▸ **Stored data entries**
══════════

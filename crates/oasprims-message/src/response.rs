use oasprims_schema::{PathSegment, SchemaUnmarshaler, ValidationError, Violation};
use serde_json::{Map, Value};
use tracing::{debug, trace};

use crate::content::unmarshal_content;
use crate::error::{collect_violations, MessageError, Result};
use crate::models::Response;
use crate::parameters::unmarshal_parameters;

/// Validate a response's headers and content against an operation object.
///
/// The response definition is looked up by exact status code, then
/// `default`. Header violations are rooted at
/// `responses/<status>/headers/<index>` (indices count the declared headers
/// other than `Content-Type`), content violations at
/// `responses/<status>/content/<media type>`.
pub fn validate_response<R>(
    unmarshaler: &SchemaUnmarshaler,
    response: &R,
    operation: &Value,
) -> Result<()>
where
    R: Response + ?Sized,
{
    let status_code = response.status_code();
    let responses = operation.get("responses").and_then(Value::as_object);
    let Some((status_key, definition)) = [status_code.to_string(), "default".to_string()]
        .into_iter()
        .find_map(|key| {
            let definition = responses?.get(&key)?;
            Some((key, definition))
        })
    else {
        return Err(MessageError::UndocumentedResponse { status_code });
    };
    trace!(status_code, %status_key, "response definition resolved");

    let mut errors = Vec::new();

    if let Some(headers) = definition.get("headers").and_then(Value::as_object) {
        let definitions = header_definitions(headers);
        let result = unmarshal_parameters(unmarshaler, response, &definitions);
        let mut header_errors = Vec::new();
        collect_violations(result, &mut header_errors)?;
        errors.extend(prefixed(header_errors, &status_key, "headers"));
    }

    if let Some(content_map) = definition.get("content").and_then(Value::as_object) {
        let result = unmarshal_content(unmarshaler, response, content_map);
        let mut content_errors = Vec::new();
        collect_violations(result, &mut content_errors)?;
        errors.extend(prefixed(content_errors, &status_key, "content"));
    }

    if errors.is_empty() {
        return Ok(());
    }
    debug!(status_code, count = errors.len(), "response rejected");
    Err(ValidationError::new(errors).into())
}

/// Header objects as `in: header` parameter definitions.
fn header_definitions(headers: &Map<String, Value>) -> Vec<Value> {
    headers
        .iter()
        .filter(|(name, _)| !name.eq_ignore_ascii_case("content-type"))
        .map(|(name, header)| {
            let mut definition = header.as_object().cloned().unwrap_or_default();
            definition.insert("name".to_string(), Value::from(name.as_str()));
            definition.insert("in".to_string(), Value::from("header"));
            Value::Object(definition)
        })
        .collect()
}

fn prefixed(violations: Vec<Violation>, status_key: &str, section: &str) -> Vec<Violation> {
    violations
        .into_iter()
        .map(|v| {
            v.with_schema_prefix([
                PathSegment::key("responses"),
                PathSegment::key(status_key),
                PathSegment::key(section),
            ])
        })
        .collect()
}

══════════

▸ **Problem statement**
Go through the data above from its first line and copy each line exactly, stopping once the line with "use crate::content::unmarshal_content;" has been copied.

▸ **Result for this task**
filename crates/oasprims-message/src/response.rs
use oasprims_schema::{PathSegment, SchemaUnmarshaler, ValidationError, Violation};
use serde_json::{Map, Value};
use tracing::{debug, trace};

use crate::content::unmarshal_content;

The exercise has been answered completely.